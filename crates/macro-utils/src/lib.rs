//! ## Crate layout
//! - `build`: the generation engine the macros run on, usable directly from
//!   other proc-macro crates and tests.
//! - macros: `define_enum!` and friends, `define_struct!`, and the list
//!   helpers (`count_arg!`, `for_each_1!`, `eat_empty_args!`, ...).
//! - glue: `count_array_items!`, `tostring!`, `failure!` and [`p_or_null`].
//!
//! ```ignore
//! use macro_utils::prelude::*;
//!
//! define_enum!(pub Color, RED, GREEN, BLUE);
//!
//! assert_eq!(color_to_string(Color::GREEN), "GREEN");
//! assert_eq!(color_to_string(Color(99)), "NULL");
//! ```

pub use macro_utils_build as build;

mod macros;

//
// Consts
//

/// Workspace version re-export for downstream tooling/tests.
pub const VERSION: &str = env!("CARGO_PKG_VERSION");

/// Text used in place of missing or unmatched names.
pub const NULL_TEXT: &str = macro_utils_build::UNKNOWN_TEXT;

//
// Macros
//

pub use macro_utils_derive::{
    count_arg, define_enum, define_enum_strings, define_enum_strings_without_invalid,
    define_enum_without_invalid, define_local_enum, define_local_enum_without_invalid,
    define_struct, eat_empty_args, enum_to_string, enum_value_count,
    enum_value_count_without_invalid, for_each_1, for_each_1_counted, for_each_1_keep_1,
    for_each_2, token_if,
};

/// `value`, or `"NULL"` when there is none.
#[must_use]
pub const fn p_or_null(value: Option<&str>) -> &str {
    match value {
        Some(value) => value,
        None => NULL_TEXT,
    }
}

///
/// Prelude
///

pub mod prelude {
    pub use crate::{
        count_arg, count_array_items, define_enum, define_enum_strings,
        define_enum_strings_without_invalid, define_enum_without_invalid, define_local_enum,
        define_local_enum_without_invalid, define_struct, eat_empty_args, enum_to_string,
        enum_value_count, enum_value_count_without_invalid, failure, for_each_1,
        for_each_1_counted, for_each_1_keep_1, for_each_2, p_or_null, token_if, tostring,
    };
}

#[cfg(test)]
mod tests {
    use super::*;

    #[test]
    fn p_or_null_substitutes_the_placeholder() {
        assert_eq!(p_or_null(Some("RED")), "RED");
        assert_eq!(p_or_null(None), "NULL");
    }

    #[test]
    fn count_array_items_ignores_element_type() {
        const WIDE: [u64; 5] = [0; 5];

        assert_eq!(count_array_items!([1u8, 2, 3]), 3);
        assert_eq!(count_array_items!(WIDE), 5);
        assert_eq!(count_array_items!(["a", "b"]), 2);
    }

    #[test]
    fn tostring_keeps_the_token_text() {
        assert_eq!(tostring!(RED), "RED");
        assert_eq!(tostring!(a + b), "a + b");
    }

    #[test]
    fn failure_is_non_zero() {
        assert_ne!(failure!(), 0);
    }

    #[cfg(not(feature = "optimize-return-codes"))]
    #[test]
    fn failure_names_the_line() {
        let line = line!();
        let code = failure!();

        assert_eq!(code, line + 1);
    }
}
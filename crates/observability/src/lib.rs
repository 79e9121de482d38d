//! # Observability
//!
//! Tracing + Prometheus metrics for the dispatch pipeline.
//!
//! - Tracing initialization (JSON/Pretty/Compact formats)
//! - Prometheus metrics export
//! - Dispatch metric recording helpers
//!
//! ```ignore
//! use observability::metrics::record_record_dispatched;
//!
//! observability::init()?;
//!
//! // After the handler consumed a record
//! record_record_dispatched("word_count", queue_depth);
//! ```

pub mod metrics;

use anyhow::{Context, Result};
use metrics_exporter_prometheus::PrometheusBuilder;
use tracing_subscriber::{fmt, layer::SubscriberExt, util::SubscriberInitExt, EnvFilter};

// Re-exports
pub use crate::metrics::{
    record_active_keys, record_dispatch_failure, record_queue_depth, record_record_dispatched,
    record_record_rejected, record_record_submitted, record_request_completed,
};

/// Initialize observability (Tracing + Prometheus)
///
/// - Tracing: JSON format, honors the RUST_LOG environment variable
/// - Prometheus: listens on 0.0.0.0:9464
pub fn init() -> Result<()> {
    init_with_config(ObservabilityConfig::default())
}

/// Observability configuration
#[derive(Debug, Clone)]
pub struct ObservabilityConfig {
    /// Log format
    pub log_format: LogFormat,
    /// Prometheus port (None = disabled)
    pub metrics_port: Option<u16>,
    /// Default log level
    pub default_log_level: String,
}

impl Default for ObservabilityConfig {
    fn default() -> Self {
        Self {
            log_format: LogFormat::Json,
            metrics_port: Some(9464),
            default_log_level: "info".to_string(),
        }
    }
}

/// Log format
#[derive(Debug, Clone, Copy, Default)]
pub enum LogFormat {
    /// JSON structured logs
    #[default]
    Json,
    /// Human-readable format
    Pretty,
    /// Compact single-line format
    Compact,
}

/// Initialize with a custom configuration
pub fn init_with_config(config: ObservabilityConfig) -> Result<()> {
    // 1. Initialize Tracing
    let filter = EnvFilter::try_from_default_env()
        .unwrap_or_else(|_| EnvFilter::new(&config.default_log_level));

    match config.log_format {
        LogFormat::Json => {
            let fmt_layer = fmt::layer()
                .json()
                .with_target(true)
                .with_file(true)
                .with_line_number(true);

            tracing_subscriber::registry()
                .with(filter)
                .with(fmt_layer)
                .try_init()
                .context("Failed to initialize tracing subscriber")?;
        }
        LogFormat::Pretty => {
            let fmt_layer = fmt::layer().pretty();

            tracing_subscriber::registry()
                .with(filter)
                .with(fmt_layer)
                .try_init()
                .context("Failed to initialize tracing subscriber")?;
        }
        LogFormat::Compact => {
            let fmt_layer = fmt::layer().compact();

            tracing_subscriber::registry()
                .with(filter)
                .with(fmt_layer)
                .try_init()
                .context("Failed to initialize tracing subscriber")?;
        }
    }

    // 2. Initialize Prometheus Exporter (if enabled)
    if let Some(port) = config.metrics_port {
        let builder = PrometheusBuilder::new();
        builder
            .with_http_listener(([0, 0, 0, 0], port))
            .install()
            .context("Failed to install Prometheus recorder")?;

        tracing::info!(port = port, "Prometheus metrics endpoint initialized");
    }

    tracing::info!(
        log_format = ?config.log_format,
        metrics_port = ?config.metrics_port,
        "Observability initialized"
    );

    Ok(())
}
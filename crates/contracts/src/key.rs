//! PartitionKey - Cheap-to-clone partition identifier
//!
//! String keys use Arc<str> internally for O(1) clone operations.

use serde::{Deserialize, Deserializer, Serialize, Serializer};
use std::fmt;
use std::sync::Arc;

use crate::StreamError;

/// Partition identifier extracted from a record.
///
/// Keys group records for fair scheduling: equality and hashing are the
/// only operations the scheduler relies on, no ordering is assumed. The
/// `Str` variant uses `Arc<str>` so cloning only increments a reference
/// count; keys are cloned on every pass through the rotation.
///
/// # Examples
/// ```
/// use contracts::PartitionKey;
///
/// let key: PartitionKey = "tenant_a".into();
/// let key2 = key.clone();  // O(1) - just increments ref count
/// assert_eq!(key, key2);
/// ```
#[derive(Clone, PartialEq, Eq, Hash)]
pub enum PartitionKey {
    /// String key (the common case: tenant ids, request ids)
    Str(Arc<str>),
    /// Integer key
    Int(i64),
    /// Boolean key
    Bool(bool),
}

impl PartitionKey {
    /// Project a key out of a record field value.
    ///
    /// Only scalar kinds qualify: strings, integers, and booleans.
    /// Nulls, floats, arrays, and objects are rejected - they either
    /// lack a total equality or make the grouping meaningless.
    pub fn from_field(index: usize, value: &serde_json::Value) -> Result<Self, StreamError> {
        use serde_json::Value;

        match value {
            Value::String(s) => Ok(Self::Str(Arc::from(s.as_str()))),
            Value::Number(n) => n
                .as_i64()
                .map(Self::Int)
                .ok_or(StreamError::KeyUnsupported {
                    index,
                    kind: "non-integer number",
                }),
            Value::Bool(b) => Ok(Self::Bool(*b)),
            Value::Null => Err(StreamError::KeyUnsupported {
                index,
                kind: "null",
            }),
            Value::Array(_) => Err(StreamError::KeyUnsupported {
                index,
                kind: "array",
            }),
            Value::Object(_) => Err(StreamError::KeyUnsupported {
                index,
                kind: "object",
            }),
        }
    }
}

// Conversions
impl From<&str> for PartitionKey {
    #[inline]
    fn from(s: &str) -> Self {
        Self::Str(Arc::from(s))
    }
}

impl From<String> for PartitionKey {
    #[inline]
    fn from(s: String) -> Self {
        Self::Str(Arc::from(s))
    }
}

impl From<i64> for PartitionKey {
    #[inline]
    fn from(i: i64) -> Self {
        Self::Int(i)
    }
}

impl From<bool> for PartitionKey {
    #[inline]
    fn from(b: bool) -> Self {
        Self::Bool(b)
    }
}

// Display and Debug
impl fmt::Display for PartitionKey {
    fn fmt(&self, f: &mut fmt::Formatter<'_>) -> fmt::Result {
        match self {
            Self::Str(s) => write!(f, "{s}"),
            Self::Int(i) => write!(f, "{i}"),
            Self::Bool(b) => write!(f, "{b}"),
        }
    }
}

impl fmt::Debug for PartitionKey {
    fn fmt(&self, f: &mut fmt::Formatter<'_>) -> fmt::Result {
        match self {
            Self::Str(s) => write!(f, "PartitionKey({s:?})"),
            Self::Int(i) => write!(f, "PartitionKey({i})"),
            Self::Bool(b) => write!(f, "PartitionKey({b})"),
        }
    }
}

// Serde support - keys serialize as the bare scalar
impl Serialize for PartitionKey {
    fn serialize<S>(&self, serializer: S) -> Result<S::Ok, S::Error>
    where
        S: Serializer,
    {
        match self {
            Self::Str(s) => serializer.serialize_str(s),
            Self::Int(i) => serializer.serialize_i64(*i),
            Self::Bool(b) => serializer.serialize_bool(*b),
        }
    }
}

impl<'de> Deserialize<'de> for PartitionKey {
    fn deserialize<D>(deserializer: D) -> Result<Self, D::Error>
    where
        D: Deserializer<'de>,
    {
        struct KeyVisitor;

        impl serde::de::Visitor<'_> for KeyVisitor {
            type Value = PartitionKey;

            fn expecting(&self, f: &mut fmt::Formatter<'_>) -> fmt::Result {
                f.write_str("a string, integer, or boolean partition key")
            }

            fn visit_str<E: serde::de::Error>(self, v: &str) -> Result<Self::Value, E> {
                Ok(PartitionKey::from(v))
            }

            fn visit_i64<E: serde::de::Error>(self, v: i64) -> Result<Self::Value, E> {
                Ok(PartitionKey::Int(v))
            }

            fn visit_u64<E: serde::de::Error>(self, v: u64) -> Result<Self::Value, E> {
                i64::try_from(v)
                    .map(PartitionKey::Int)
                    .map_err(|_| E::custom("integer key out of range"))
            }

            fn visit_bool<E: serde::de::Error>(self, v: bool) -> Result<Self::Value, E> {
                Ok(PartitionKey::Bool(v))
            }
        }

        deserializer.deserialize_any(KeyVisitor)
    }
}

Task goal » Copy all lines of the preceding data that hold the word "Debug".

Written response »
#[derive(Debug, Clone)]
#[derive(Debug, Clone, Copy, Default)]
// Display and Debug
impl fmt::Debug for PartitionKey {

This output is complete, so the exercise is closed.